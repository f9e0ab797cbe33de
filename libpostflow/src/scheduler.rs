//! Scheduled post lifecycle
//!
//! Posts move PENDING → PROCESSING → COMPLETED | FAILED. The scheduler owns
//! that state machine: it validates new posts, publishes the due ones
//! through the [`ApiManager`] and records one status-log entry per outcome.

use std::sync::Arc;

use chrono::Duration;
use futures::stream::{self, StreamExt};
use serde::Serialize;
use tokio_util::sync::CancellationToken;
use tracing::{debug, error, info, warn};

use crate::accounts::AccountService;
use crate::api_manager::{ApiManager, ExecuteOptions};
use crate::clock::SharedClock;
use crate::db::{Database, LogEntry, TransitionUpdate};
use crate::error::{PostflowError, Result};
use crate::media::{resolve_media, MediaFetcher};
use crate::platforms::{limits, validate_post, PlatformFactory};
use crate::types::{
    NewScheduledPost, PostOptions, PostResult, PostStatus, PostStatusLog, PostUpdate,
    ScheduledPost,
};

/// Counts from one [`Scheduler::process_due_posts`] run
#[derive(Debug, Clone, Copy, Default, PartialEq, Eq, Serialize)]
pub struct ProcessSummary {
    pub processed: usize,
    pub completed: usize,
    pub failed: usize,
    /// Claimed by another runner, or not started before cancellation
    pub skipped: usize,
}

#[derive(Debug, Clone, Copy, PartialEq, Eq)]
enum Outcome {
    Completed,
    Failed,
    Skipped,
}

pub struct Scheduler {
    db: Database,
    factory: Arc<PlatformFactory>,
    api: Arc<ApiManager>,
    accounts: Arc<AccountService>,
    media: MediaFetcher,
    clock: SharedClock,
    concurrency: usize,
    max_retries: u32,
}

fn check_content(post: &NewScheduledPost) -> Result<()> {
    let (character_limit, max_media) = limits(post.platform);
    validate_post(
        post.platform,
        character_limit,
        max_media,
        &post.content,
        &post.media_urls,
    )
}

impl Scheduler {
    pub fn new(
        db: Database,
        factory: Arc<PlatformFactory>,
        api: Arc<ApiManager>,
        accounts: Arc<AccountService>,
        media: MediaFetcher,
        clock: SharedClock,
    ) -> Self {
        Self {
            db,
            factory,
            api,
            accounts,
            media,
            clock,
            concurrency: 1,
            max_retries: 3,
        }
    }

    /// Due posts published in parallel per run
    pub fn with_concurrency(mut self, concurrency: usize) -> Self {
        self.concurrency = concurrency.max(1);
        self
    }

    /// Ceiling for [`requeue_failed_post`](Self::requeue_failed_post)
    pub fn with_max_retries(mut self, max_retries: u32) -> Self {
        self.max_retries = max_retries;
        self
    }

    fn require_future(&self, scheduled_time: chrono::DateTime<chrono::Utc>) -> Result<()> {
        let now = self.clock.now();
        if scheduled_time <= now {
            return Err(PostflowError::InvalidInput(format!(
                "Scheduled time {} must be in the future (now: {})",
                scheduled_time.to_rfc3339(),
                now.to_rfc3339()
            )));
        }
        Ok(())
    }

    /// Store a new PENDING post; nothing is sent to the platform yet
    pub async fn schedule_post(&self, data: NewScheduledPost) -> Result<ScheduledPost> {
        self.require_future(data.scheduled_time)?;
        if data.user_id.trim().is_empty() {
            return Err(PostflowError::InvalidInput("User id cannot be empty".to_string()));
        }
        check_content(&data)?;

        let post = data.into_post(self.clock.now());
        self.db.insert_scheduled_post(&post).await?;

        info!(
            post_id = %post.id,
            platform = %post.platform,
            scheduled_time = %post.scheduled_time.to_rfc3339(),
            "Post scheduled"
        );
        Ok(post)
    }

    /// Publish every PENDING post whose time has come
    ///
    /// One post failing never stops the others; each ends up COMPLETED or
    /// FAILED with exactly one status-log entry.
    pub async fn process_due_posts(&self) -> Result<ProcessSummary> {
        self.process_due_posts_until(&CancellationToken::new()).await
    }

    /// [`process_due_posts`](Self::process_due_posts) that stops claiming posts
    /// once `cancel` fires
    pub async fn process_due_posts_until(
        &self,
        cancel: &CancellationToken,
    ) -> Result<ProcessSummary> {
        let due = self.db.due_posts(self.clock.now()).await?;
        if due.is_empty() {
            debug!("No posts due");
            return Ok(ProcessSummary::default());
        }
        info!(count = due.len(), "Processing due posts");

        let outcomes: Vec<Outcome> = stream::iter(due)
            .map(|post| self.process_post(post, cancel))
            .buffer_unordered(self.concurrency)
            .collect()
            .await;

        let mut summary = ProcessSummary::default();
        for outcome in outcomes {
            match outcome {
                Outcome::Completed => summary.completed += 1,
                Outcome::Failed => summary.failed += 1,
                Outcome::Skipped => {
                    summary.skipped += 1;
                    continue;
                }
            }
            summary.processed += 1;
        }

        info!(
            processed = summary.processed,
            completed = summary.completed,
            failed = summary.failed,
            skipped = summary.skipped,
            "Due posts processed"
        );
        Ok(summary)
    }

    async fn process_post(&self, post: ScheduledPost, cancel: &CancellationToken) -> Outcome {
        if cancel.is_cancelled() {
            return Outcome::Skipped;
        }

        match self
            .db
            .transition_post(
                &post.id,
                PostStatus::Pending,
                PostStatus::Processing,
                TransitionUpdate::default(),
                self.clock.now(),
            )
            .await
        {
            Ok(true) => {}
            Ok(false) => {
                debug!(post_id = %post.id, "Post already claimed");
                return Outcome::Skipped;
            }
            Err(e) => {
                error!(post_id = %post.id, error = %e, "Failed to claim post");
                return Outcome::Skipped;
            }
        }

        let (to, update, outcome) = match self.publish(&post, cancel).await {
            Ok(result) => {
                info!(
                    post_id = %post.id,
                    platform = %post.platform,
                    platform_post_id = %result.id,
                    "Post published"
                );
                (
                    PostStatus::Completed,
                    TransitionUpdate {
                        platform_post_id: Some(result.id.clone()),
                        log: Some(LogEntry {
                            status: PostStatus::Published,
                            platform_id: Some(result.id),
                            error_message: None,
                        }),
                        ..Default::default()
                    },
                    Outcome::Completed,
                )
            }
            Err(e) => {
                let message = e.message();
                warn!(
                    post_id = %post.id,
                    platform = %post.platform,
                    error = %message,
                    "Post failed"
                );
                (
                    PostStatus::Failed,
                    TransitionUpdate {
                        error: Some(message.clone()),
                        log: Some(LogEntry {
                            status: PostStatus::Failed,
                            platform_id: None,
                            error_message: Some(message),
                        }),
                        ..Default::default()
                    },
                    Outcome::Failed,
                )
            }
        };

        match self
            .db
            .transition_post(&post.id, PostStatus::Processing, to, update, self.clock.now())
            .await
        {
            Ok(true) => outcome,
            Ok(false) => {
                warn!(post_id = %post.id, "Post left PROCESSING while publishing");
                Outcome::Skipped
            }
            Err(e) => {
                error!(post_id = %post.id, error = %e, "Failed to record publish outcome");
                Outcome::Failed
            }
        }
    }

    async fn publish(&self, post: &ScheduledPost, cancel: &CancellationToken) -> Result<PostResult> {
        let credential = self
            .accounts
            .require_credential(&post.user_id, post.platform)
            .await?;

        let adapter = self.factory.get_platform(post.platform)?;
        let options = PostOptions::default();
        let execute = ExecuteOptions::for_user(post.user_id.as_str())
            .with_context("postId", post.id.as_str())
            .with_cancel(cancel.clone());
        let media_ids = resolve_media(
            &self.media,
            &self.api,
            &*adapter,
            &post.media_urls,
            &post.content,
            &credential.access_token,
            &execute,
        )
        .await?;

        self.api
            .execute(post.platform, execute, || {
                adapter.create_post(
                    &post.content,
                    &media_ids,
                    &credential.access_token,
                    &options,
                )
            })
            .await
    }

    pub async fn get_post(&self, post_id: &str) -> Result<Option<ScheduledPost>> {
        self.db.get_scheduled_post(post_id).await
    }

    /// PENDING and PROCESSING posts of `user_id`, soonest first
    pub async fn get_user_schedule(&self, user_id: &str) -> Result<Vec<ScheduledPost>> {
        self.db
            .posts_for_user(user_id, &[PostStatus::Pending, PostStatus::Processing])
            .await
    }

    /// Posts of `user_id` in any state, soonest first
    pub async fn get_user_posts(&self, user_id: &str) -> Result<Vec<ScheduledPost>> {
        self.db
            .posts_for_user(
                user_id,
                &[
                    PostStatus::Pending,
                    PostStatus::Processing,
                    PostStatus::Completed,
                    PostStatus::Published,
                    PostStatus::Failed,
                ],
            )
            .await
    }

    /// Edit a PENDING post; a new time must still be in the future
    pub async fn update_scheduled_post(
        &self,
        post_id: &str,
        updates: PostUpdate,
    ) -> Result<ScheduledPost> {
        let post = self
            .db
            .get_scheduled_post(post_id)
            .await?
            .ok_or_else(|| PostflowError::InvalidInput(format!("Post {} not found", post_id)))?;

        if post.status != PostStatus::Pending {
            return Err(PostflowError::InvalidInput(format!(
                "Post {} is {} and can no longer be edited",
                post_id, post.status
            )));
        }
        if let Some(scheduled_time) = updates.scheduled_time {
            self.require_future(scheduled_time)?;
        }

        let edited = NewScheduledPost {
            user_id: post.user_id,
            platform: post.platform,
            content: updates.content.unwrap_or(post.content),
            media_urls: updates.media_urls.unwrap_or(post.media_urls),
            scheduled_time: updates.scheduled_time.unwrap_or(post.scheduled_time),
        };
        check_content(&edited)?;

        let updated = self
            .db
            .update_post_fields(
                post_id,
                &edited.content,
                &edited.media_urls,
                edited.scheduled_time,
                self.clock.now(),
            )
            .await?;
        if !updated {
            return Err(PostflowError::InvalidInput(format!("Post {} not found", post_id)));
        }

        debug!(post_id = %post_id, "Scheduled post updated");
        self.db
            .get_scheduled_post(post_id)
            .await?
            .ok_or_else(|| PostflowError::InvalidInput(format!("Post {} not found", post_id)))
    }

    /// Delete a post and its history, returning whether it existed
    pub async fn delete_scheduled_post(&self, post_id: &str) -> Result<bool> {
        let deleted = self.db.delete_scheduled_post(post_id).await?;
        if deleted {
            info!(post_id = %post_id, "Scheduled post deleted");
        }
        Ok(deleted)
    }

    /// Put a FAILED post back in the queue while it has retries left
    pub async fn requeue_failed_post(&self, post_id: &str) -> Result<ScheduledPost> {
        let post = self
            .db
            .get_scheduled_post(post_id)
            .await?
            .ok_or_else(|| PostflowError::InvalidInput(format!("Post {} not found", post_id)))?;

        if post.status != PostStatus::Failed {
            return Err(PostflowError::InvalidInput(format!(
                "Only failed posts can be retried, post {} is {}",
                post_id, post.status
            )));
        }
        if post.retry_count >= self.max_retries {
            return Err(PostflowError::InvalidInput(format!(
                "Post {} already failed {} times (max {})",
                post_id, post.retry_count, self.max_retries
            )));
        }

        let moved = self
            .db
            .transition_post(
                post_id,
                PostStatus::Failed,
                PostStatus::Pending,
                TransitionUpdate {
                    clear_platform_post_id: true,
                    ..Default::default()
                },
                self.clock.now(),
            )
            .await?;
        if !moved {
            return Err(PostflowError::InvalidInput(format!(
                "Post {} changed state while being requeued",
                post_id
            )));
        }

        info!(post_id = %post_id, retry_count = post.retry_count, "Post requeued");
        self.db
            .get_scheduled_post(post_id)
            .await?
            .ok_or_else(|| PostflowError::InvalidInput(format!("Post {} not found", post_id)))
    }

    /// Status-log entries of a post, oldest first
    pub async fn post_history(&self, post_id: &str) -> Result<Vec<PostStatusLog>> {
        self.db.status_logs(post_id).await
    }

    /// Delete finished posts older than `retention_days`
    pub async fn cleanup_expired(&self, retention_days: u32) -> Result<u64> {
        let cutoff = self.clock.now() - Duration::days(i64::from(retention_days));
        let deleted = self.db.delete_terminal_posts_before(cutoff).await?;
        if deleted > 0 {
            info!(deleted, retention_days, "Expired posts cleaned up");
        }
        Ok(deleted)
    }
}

-*-*-

Problem requirements: Reproduce exactly, please, only the lines from the start of the data above to the line that contains "use chrono::Duration;", with both ends kept.

Expected answer:
repository f9e0ab797cbe33de
filename libpostflow/src/scheduler.rs
//! Scheduled post lifecycle
//!
//! Posts move PENDING → PROCESSING → COMPLETED | FAILED. The scheduler owns
//! that state machine: it validates new posts, publishes the due ones
//! through the [`ApiManager`] and records one status-log entry per outcome.

use std::sync::Arc;

use chrono::Duration;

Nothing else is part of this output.